Suomen Radioamatööriliitto Finnish Amateur Radio League
- Abbreviation: SRAL
- Formation: 1921
- Type: Non-profit organization
- Purpose: Advocacy, Education
- Location(s): Helsinki, Finland ​KP20kf;
- Region served: Finland
- Members: 3,500
- Official language: Finnish
- President: Timo Rinne OH5LLR (ad interim)
- Affiliations: International Amateur Radio Union, Nordic Radio Amateur Union
- Website: http://www.sral.fi/

= Suomen Radioamatööriliitto =

Finnish organization for amateur radio enthusiasts

The Suomen Radioamatööriliitto (SRAL) (in English, Finnish Amateur Radio League) is a national nonprofit organization for amateur radio enthusiasts in Finland.
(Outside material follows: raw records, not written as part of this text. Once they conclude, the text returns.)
use chrono::{NaiveDate, Utc};

use crate::errors::CoreError;

use super::transaction::{NewTransaction, TransactionType};

/// Raw state of the "add transaction" form, as typed by the user.
///
/// Only checks that the required fields are present and the amount is a
/// number. Zero and negative amounts pass.
#[derive(Debug, Clone, PartialEq)]
pub struct TransactionForm {
    pub kind: TransactionType,
    pub amount: String,
    pub category: String,
    pub description: String,
    pub date: NaiveDate,
}

impl TransactionForm {
    /// Empty expense form dated `date`.
    pub fn new(date: NaiveDate) -> Self {
        Self {
            kind: TransactionType::Expense,
            amount: String::new(),
            category: String::new(),
            description: String::new(),
            date,
        }
    }

    /// Switch income/expense. Clears the category since the suggestion
    /// list differs per type.
    pub fn set_kind(&mut self, kind: TransactionType) {
        if self.kind != kind {
            self.kind = kind;
            self.category.clear();
        }
    }

    /// Validate and turn the form into ledger input recorded in `currency`.
    pub fn submit(&self, currency: &str) -> Result<NewTransaction, CoreError> {
        let amount_text = self.amount.trim();
        if amount_text.is_empty() {
            return Err(CoreError::ValidationError("amount is required".into()));
        }
        let amount: f64 = amount_text.parse().map_err(|_| {
            CoreError::ValidationError(format!("amount '{amount_text}' is not a number"))
        })?;
        if !amount.is_finite() {
            return Err(CoreError::ValidationError(format!(
                "amount '{amount_text}' is not a finite number"
            )));
        }

        let category = self.category.trim();
        if category.is_empty() {
            return Err(CoreError::ValidationError("category is required".into()));
        }

        let description = self.description.trim();
        Ok(NewTransaction {
            kind: self.kind,
            amount,
            category: category.to_string(),
            description: (!description.is_empty()).then(|| description.to_string()),
            date: self.date,
            currency: currency.to_string(),
        })
    }

    /// Back to a blank expense form, keeping the date.
    pub fn reset(&mut self) {
        *self = Self::new(self.date);
    }
}

impl Default for TransactionForm {
    fn default() -> Self {
        Self::new(Utc::now().date_naive())
    }
}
SRAL was founded in 1921 and has approximately 3,500 members. SRAL supports amateur radio operators in Finland by sponsoring amateur radio operating awards and radio contests. SRAL was one of the sponsor organizations for the 2002 World Radiosport Team Championships held near Helsinki. The SRAL also represents the interests of Finnish amateur radio operators and shortwave listeners before Finnish and international telecommunications regulatory authorities. SRAL is the national member society representing Finland in both Nordic Radio Amateur Union and International Amateur Radio Union.